MicroRNA-154 functions as a tumor suppressor in non-small cell lung cancer through directly targeting B-cell-specific Moloney murine leukemia virus insertion site 1.

Lung cancer remains the leading cause of cancer-associated mortality in China and worldwide. Increasing numbers of studies have demonstrated that microRNAs (miRNAs/miRs) have vital functions in numerous developmental processes and tumorigenesis. The aim of the present study was to investigate miR-154 expression in non-small cell lung cancer (NSCLC), and to explore the roles of miR-154 in the carcinogenesis and progression of this cancer.
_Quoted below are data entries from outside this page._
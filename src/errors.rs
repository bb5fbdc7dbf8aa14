use fractic_server_error::{define_client_error, define_internal_error};

// Config-related.
define_client_error!(InvalidRon, "Invalid {ron_type} (invalid RON format).", { ron_type: &str });
define_client_error!(
    InvalidNoteStampFormat,
    "Invalid note stamp format '{format}': {details}.",
    { format: &str, details: &str }
);

// Invoice validation.
define_client_error!(
    InvalidClientReference,
    "Invalid client reference: '{client_id}'. Select an existing client.",
    { client_id: &str }
);
define_client_error!(EmptyInvoiceItems, "An invoice requires at least one line item.");
define_client_error!(
    InvalidInvoiceItem,
    "Invalid line item #{position}: {details}.",
    { position: usize, details: &str }
);
define_client_error!(
    InvalidTaxRate,
    "Invalid tax rate ({tax_rate}). Must be a finite, non-negative percentage.",
    { tax_rate: f64 }
);
define_client_error!(
    InvalidInvoiceStatus,
    "Invalid invoice status: '{status}'.",
    { status: &str }
);

// Client validation.
define_client_error!(InvalidClientName, "A client requires a non-empty name.");
define_client_error!(
    InvalidProgress,
    "Invalid progress ({progress}%). Must be between 0 and 100.",
    { progress: u8 }
);
define_client_error!(InvalidClientStatus, "Invalid client status: '{status}'.", { status: &str });
define_client_error!(EmptyNoteContent, "A note cannot be empty.");

// Lookup.
define_client_error!(InvoiceNotFound, "Invoice '{invoice_id}' not found.", { invoice_id: &str });
define_client_error!(ClientNotFound, "Client '{client_id}' not found.", { client_id: &str });
define_client_error!(
    NoteNotFound,
    "No note at position {index} (journal has {len} entries).",
    { index: usize, len: usize }
);
define_client_error!(
    NoteRecordNotFound,
    "Note '{note_id}' not found for client '{client_id}'.",
    { note_id: &str, client_id: &str }
);

// Persistence stages.
define_internal_error!(InvoiceInsertFailed, "Failed to insert invoice row.");
define_internal_error!(
    InvoiceItemsInsertFailed,
    "Failed to insert line items for invoice '{invoice_id}'.",
    { invoice_id: &str }
);
define_internal_error!(
    InvoiceUpdateFailed,
    "Failed to update invoice '{invoice_id}'.",
    { invoice_id: &str }
);
define_internal_error!(
    InvoiceItemsReplaceFailed,
    "Failed to replace line items for invoice '{invoice_id}' (stage: {stage}). Field changes were rolled back.",
    { invoice_id: &str, stage: &str }
);
define_internal_error!(
    InvoiceDeleteFailed,
    "Failed to delete invoice '{invoice_id}'.",
    { invoice_id: &str }
);
define_internal_error!(
    InvoiceStatusUpdateFailed,
    "Failed to set status of invoice '{invoice_id}'.",
    { invoice_id: &str }
);
define_internal_error!(
    ClientWriteFailed,
    "Failed to {operation} client '{client_id}'.",
    { operation: &str, client_id: &str }
);
define_internal_error!(
    NoteMigrationFailed,
    "Failed to migrate notes of client '{client_id}' (stage: {stage}). Inserted records were rolled back.",
    { client_id: &str, stage: &str }
);

// Compensation.
define_internal_error!(
    CompensationFailed,
    "'{operation}' failed at '{failed_step}' and rolling back '{compensated_step}' also failed. The write is partially applied and needs manual cleanup.",
    { operation: &str, failed_step: &str, compensated_step: &str }
);

// Store-related.
define_internal_error!(
    StoreRowNotFound,
    "No row '{id}' in table '{table}'.",
    { table: &str, id: &str }
);
define_internal_error!(
    StoreConstraintViolation,
    "Constraint violation on table '{table}': {details}.",
    { table: &str, details: &str }
);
Reverse transcription-polymerase chain reaction (RT-qPCR) was performed to detect miR-154 expression in NSCLC tissues and cell lines. In addition, cell proliferation assay, migration and invasion assays were adopted to investigate the functional roles of miR-154 in NSCLC. Bioinformatics analysis, luciferase reporter assay, RT-qPCR and western blot analysis were used to explore the potential targets of miR-154 in NSCLC. According to the results, miR-154 was significantly downregulated in NSCLC tissues and cell lines. Restoration of miR-154 expression inhibited proliferation, migration and invasion of NSCLC cells. In addition, B-cell-specific Moloney murine leukemia virus insertion site 1 (BMI-1) was identified as a direct target gene of miR-154 in NSCLC. In conclusion, miR-154 may function as a tumor suppressor in NSCLC, partly by regulating BMI-1, and the modulation of miR-154 expression represents a potential strategy for the treatment of NSCLC patients.